BELLE V. WARREN et al.

SYLLABUS

¶0 1. A court of law or equity will not interfere to determine the question of title to public lands until the adverse claims have been finally determined by the Land Department.
2. A complaint to set aside an award of townsite trustees, to public lands, which does not show that the cause has been finally determined in the Land Department, fails to state a cause of action.

Error from the District Court of Logan County.

H. R. Thurston, for appellant.
Horace Speed, for appellees.

BURFORD, J.:

¶1 The appellant brought his action in the district court of Logan county to set aside the award of the townsite board and to have a conveyance decreed to him of certain lots in East Guthrie, O. T.

¶2 The complaint shows that he and the appellee, Belle V. Warren, were each claimants and applicants for said lots before the townsite trustees, who are the co-appellees in this action; that their rights were passed upon by the said trustees and an award made and judgment entered by said trustees in favor of the appellee, Belle V. Warren, and against the appellant; that she was held to be the rightful occupant and claimant of said lots and entitled to a conveyance therefor. Appellant further alleges that the award was procured by fraud and perjury and a misapplication of the law, and that he was entitled to said award upon the evidence and under the law applicable to such cases, and he asked to have said cause tried by the district court, said award cancelled and a conveyance decreed to him.

¶3 The defendants answered this complaint by setting up their official character and admitting the trial and award as alleged by appellant, but say that he had appealed from said award to the commissioner of the general land office at Washington, and that said appeal was still pending and undisposed of and asked that he be estopped from proceeding in the district court.

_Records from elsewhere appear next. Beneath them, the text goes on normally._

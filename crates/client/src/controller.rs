//! Async driver for [`CatalogState`].
//!
//! Owns the state, applies messages one at a time, and carries out the
//! effects the reducer returns: each `Fetch` becomes a spawned task, each
//! `Cancel` aborts one. Observers read state snapshots from a watch channel.

use std::collections::HashMap;
use std::sync::{Mutex, MutexGuard};

use chrono::Utc;
use tokio::sync::{mpsc, watch};
use tokio::task::JoinHandle;

use shelf_core::{Reducer, RequestId};

use crate::source::CatalogClient;
use crate::state::{CatalogEffect, CatalogMsg, CatalogState};
use crate::types::{CatalogSource, LoadError};

/// State as of the `applied`-th message sent through the controller.
#[derive(Debug, Clone, Default)]
pub struct StateSnapshot {
    pub applied: u64,
    pub state: CatalogState,
}

#[derive(Debug, thiserror::Error)]
pub enum ControllerError {
    #[error("load controller has stopped")]
    Stopped,
}

enum Envelope {
    /// Message from the controller handle, numbered in send order.
    Dispatched(u64, CatalogMsg),
    /// Completion from a fetch task.
    Completed(CatalogMsg),
}

/// Handle to the background load loop.
///
/// Dropping the handle (or calling [`LoadController::shutdown`]) stops the loop
/// and aborts any fetch still running.
pub struct LoadController {
    tx: mpsc::UnboundedSender<Envelope>,
    snapshots: watch::Receiver<StateSnapshot>,
    /// Last sequence number sent. Held across the send so the loop sees
    /// dispatched messages in sequence order.
    sent: Mutex<u64>,
    task: JoinHandle<()>,
}

impl LoadController {
    /// Start the loop on the current tokio runtime, in the `Idle` state.
    pub fn spawn(client: CatalogClient) -> Self {
        let (tx, rx) = mpsc::unbounded_channel();
        let (snapshot_tx, snapshots) = watch::channel(StateSnapshot::default());

        let task = tokio::spawn(run(client, rx, tx.downgrade(), snapshot_tx));

        Self {
            tx,
            snapshots,
            sent: Mutex::new(0),
            task,
        }
    }

    fn sent(&self) -> MutexGuard<'_, u64> {
        self.sent.lock().unwrap_or_else(|poisoned| poisoned.into_inner())
    }

    /// Queue a message; returns its sequence number.
    pub fn dispatch(&self, msg: CatalogMsg) -> Result<u64, ControllerError> {
        let mut sent = self.sent();
        let seq = *sent + 1;
        self.tx
            .send(Envelope::Dispatched(seq, msg))
            .map_err(|_| ControllerError::Stopped)?;
        *sent = seq;
        Ok(seq)
    }

    pub fn set_source(&self, source: CatalogSource) -> Result<u64, ControllerError> {
        self.dispatch(CatalogMsg::SourceChanged(source))
    }

    pub fn reload(&self) -> Result<u64, ControllerError> {
        self.dispatch(CatalogMsg::Reload)
    }

    pub fn set_filter_text(&self, text: impl Into<String>) -> Result<u64, ControllerError> {
        self.dispatch(CatalogMsg::FilterTextChanged(text.into()))
    }

    pub fn toggle_in_stock_only(&self) -> Result<u64, ControllerError> {
        self.dispatch(CatalogMsg::InStockOnlyToggled)
    }

    /// Latest published state.
    pub fn state(&self) -> CatalogState {
        self.snapshots.borrow().state.clone()
    }

    /// Receiver that wakes on every published snapshot.
    pub fn subscribe(&self) -> watch::Receiver<StateSnapshot> {
        self.snapshots.clone()
    }

    /// Wait until every message sent so far has been applied and no fetch is
    /// pending, then return that state.
    pub async fn settled(&self) -> CatalogState {
        let target = *self.sent();
        let mut rx = self.snapshots.clone();
        let result = rx
            .wait_for(|snap| snap.applied >= target && !snap.state.is_loading())
            .await
            .map(|snap| snap.state.clone());
        match result {
            Ok(state) => state,
            Err(_) => self.state(),
        }
    }

    /// Stop the loop and wait for it to finish.
    pub async fn shutdown(self) {
        let Self { tx, task, .. } = self;
        drop(tx);
        if let Err(err) = task.await {
            tracing::warn!("load controller task ended abnormally: {err}");
        }
    }
}

async fn run(
    client: CatalogClient,
    mut rx: mpsc::UnboundedReceiver<Envelope>,
    completions: mpsc::WeakUnboundedSender<Envelope>,
    snapshots: watch::Sender<StateSnapshot>,
) {
    let mut state = CatalogState::default();
    let mut applied = 0u64;
    let mut tasks: HashMap<RequestId, JoinHandle<()>> = HashMap::new();

    while let Some(envelope) = rx.recv().await {
        let msg = match envelope {
            Envelope::Dispatched(seq, msg) => {
                debug_assert!(seq > applied, "dispatched messages arrive in sequence order");
                applied = seq;
                msg
            }
            Envelope::Completed(msg) => msg,
        };

        if let Some(id) = msg.request_id() {
            tasks.remove(&id);
            if state.is_stale(id) {
                tracing::debug!(request = %id, "ignoring stale fetch result");
            }
        }

        let (next, effects) = state.reduce(msg);
        state = next;

        for effect in effects {
            match effect {
                CatalogEffect::Fetch { id, source } => {
                    tracing::info!(request = %id, source = %source.describe(), "fetching catalog");
                    let handle = tokio::spawn(fetch(client.clone(), id, source, completions.clone()));
                    tasks.insert(id, handle);
                }
                CatalogEffect::Cancel(id) => {
                    if let Some(handle) = tasks.remove(&id) {
                        tracing::debug!(request = %id, "cancelling superseded fetch");
                        handle.abort();
                    }
                }
            }
        }

        snapshots.send_replace(StateSnapshot {
            applied,
            state: state.clone(),
        });
    }

    for (_, handle) in tasks {
        handle.abort();
    }
    tracing::debug!("load controller stopped");
}

async fn fetch(
    client: CatalogClient,
    id: RequestId,
    source: CatalogSource,
    completions: mpsc::WeakUnboundedSender<Envelope>,
) {
    let msg = match client.fetch(&source).await {
        Ok(products) => {
            tracing::info!(request = %id, products = products.len(), "catalog loaded");
            CatalogMsg::FetchSucceeded {
                id,
                products,
                fetched_at: Utc::now(),
            }
        }
        Err(err) => {
            tracing::warn!(request = %id, source = %source.describe(), "catalog fetch failed: {err}");
            CatalogMsg::FetchFailed {
                id,
                error: LoadError::from(err),
            }
        }
    };

    if let Some(tx) = completions.upgrade() {
        let _ = tx.send(Envelope::Completed(msg));
    }
}

#[cfg(test)]
mod tests {
    use super::*;
    use crate::config::ClientConfig;
    use crate::types::LoadState;
    use shelf_catalog::Product;

    fn controller() -> LoadController {
        LoadController::spawn(CatalogClient::new(&ClientConfig::default()).unwrap())
    }

    #[tokio::test]
    async fn static_source_loads() {
        let controller = controller();
        controller.set_source(CatalogSource::sample()).unwrap();

        let state = controller.settled().await;
        assert_eq!(state.load().as_str(), "loaded");
        assert_eq!(state.catalog().unwrap().groups().len(), 2);

        controller.shutdown().await;
    }

    #[tokio::test]
    async fn filter_updates_are_applied_in_order() {
        let controller = controller();
        controller.set_source(CatalogSource::sample()).unwrap();
        controller.set_filter_text("ball").unwrap();
        controller.toggle_in_stock_only().unwrap();

        let state = controller.settled().await;
        assert_eq!(state.filter().text, "ball");
        assert!(state.filter().in_stock_only);

        controller.shutdown().await;
    }

    #[tokio::test]
    async fn invalid_static_source_fails() {
        let controller = controller();
        let twin = Product::new("Twin", "$1", true, ["A"]).unwrap();
        controller
            .set_source(CatalogSource::Static(vec![twin.clone(), twin]))
            .unwrap();

        let state = controller.settled().await;
        match state.load() {
            LoadState::Failed(LoadError::Transport { message }) => {
                assert!(message.contains("duplicate product: Twin"));
            }
            other => panic!("Expected Transport failure, got {other:?}"),
        }
        assert!(state.catalog().is_none());

        controller.shutdown().await;
    }

    #[tokio::test]
    async fn settled_on_idle_controller_returns_idle() {
        let controller = controller();
        let state = controller.settled().await;
        assert_eq!(state.load(), &LoadState::Idle);
        controller.shutdown().await;
    }

    #[tokio::test(flavor = "multi_thread", worker_threads = 4)]
    async fn concurrent_dispatchers_are_applied_in_sequence() {
        let controller = std::sync::Arc::new(controller());

        let mut senders = Vec::new();
        for worker in 0..8 {
            let controller = controller.clone();
            senders.push(tokio::spawn(async move {
                for i in 0..50 {
                    controller.set_filter_text(format!("w{worker}-{i}")).unwrap();
                    tokio::task::yield_now().await;
                }
            }));
        }
        for sender in senders {
            sender.await.unwrap();
        }

        controller.settled().await;
        assert_eq!(controller.subscribe().borrow().applied, 400);

        controller.set_filter_text("last").unwrap();
        let state = controller.settled().await;
        assert_eq!(controller.subscribe().borrow().applied, 401);
        assert_eq!(state.filter().text, "last");
    }
}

¶4 To this answer the appellant filed a general demurrer, and for cause says that said answer does not state facts sufficient to constitute a defense to his cause of action.

¶5 The court carried this demurrer back and sustained it to the complaint, for the reason that it does not state facts sufficient to constitute a cause of action.

¶6 The appellant refused to plead further and judgment was entered on demurrer for defendants.

¶7 From this judgment plaintiff appeals and assigns as error the ruling of the court in sustaining the demurrer to his complaint.

¶8 We think the court committed no error in sustaining the demurrer to the complaint. Before a court will interfere to determine the respective rights of claimants to title to public lands, the matter must have been finally determined by the land department.

¶9 There is no allegation or showing in the complaint that the award of the townsite trustees had become final, and until it had become final, the appellant had no standing in the court.

¶10 These propositions are too well established to require elucidation or citation of authorities.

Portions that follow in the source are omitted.